__Stored dataset items__
━━━━━━━━━━━━━━━━

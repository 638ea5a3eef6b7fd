//! Caller-owned view of the board
//!
//! A move is rendered here first, tagged provisional, and later either
//! confirmed with the stored record or rolled back to the last record the
//! store acknowledged.

use std::collections::{BTreeMap, HashMap};

use crate::schemas::WorkflowMetadata;
use crate::store::{ChangeKind, StoreEvent};

/// One card of a column snapshot, in rank order
#[derive(Debug, Clone, PartialEq, Eq)]
pub struct ColumnEntry {
    pub document_id: String,
    pub order_rank: Option<String>,
}

/// Board records as the caller currently displays them
#[derive(Debug, Clone, Default)]
pub struct Projection {
    records: BTreeMap<String, WorkflowMetadata>,
    /// Last acknowledged record for every document with a provisional change
    known_good: HashMap<String, WorkflowMetadata>,
}

impl Projection {
    pub fn new<I>(records: I) -> Self
    where
        I: IntoIterator<Item = WorkflowMetadata>,
    {
        Projection {
            records: records
                .into_iter()
                .map(|r| (r.document_id.clone(), r))
                .collect(),
            known_good: HashMap::new(),
        }
    }

    pub fn get(&self, document_id: &str) -> Option<&WorkflowMetadata> {
        self.records.get(document_id)
    }

    pub fn len(&self) -> usize {
        self.records.len()
    }

    pub fn is_empty(&self) -> bool {
        self.records.is_empty()
    }

    pub fn records(&self) -> impl Iterator<Item = &WorkflowMetadata> {
        self.records.values()
    }

    /// Whether the document shows a change the store has not acknowledged
    pub fn is_provisional(&self, document_id: &str) -> bool {
        self.known_good.contains_key(document_id)
    }

    /// Show `record` immediately, remembering the acknowledged version.
    ///
    /// A second provisional change on the same document keeps the first
    /// acknowledged version as the rollback target.
    pub fn apply_provisional(&mut self, record: WorkflowMetadata) {
        let document_id = record.document_id.clone();
        if let Some(previous) = self.records.insert(document_id.clone(), record) {
            self.known_good.entry(document_id).or_insert(previous);
        }
    }

    /// Replace the provisional record with the stored one
    pub fn confirm(&mut self, stored: WorkflowMetadata) {
        self.known_good.remove(&stored.document_id);
        self.records.insert(stored.document_id.clone(), stored);
    }

    /// Restore the last acknowledged record. Returns false if nothing was pending.
    pub fn rollback(&mut self, document_id: &str) -> bool {
        match self.known_good.remove(document_id) {
            Some(previous) => {
                self.records.insert(document_id.to_string(), previous);
                true
            }
            None => false,
        }
    }

    /// Fold a committed store change into the view.
    ///
    /// While a document is provisional the change only refreshes its
    /// rollback target, so the pending move stays visible.
    pub fn sync(&mut self, event: &StoreEvent) {
        match (event.kind, &event.record) {
            (ChangeKind::Deleted, _) => {
                self.records.remove(&event.document_id);
                self.known_good.remove(&event.document_id);
            }
            (_, Some(record)) => {
                if let Some(good) = self.known_good.get_mut(&event.document_id) {
                    *good = record.clone();
                } else {
                    self.records.insert(event.document_id.clone(), record.clone());
                }
            }
            (_, None) => {}
        }
    }

    /// Records in `state`, unranked first, then by rank
    pub fn column(&self, state: &str) -> Vec<&WorkflowMetadata> {
        let mut column: Vec<&WorkflowMetadata> =
            self.records.values().filter(|r| r.state == state).collect();
        column.sort_by(|a, b| {
            a.order_rank
                .cmp(&b.order_rank)
                .then_with(|| a.document_id.cmp(&b.document_id))
        });
        column
    }

    /// Snapshot of `state` for a move, leaving out the dragged document
    pub fn column_snapshot(&self, state: &str, excluding: &str) -> Vec<ColumnEntry> {
        self.column(state)
            .into_iter()
            .filter(|r| r.document_id != excluding)
            .map(|r| ColumnEntry {
                document_id: r.document_id.clone(),
                order_rank: r.order_rank.clone(),
            })
            .collect()
    }

    /// Position of a document within its own column
    pub fn index_in_column(&self, document_id: &str) -> Option<usize> {
        let record = self.get(document_id)?;
        self.column(&record.state)
            .iter()
            .position(|r| r.document_id == document_id)
    }
}

#[cfg(test)]
mod tests {
    use super::*;

    fn record(id: &str, state: &str, rank: &str) -> WorkflowMetadata {
        WorkflowMetadata::new(id, state, Some(rank.to_string())).with_revision("rev-1")
    }

    fn board() -> Projection {
        Projection::new(vec![
            record("b", "inReview", "0|200000:"),
            record("a", "inReview", "0|100000:"),
            record("c", "approved", "0|100000:"),
        ])
    }

    #[test]
    fn test_column_is_rank_ordered() {
        let projection = board();
        let ids: Vec<&str> = projection
            .column("inReview")
            .iter()
            .map(|r| r.document_id.as_str())
            .collect();
        assert_eq!(ids, vec!["a", "b"]);
        assert_eq!(projection.index_in_column("b"), Some(1));
        assert_eq!(projection.column_snapshot("inReview", "a").len(), 1);
    }

    #[test]
    fn test_rollback_restores_acknowledged_record() {
        let mut projection = board();
        let original = projection.get("a").cloned().unwrap();

        projection.apply_provisional(original.clone().with_state("approved"));
        assert!(projection.is_provisional("a"));
        assert_eq!(projection.get("a").unwrap().state, "approved");

        // a second pending change keeps the first rollback target
        projection.apply_provisional(original.clone().with_state("changesRequested"));
        assert!(projection.rollback("a"));
        assert_eq!(projection.get("a"), Some(&original));
        assert!(!projection.is_provisional("a"));
        assert!(!projection.rollback("a"));
    }

    #[test]
    fn test_confirm_clears_provisional_flag() {
        let mut projection = board();
        let moved = projection.get("a").cloned().unwrap().with_state("approved");
        projection.apply_provisional(moved.clone());
        projection.confirm(moved.clone().with_revision("rev-2"));
        assert!(!projection.is_provisional("a"));
        assert_eq!(projection.get("a").unwrap().revision, "rev-2");
    }

    #[test]
    fn test_sync_refreshes_rollback_target_while_pending() {
        let mut projection = board();
        let original = projection.get("a").cloned().unwrap();
        projection.apply_provisional(original.clone().with_state("approved"));

        let newer = original.clone().with_assignees(["u1"]).with_revision("rev-9");
        projection.sync(&StoreEvent {
            kind: ChangeKind::Updated,
            document_id: "a".into(),
            record: Some(newer.clone()),
        });
        assert_eq!(projection.get("a").unwrap().state, "approved");

        projection.rollback("a");
        assert_eq!(projection.get("a"), Some(&newer));
    }

    #[test]
    fn test_sync_applies_deletions() {
        let mut projection = board();
        projection.sync(&StoreEvent {
            kind: ChangeKind::Deleted,
            document_id: "c".into(),
            record: None,
        });
        assert!(projection.get("c").is_none());
        assert_eq!(projection.len(), 2);
    }
}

━━━━━━━━━━━━━━━━

__TASK DESCRIPTION__
What number of lines in the records hold "Some"? Reply with that number alone.

__EXPECTED ANSWER__
9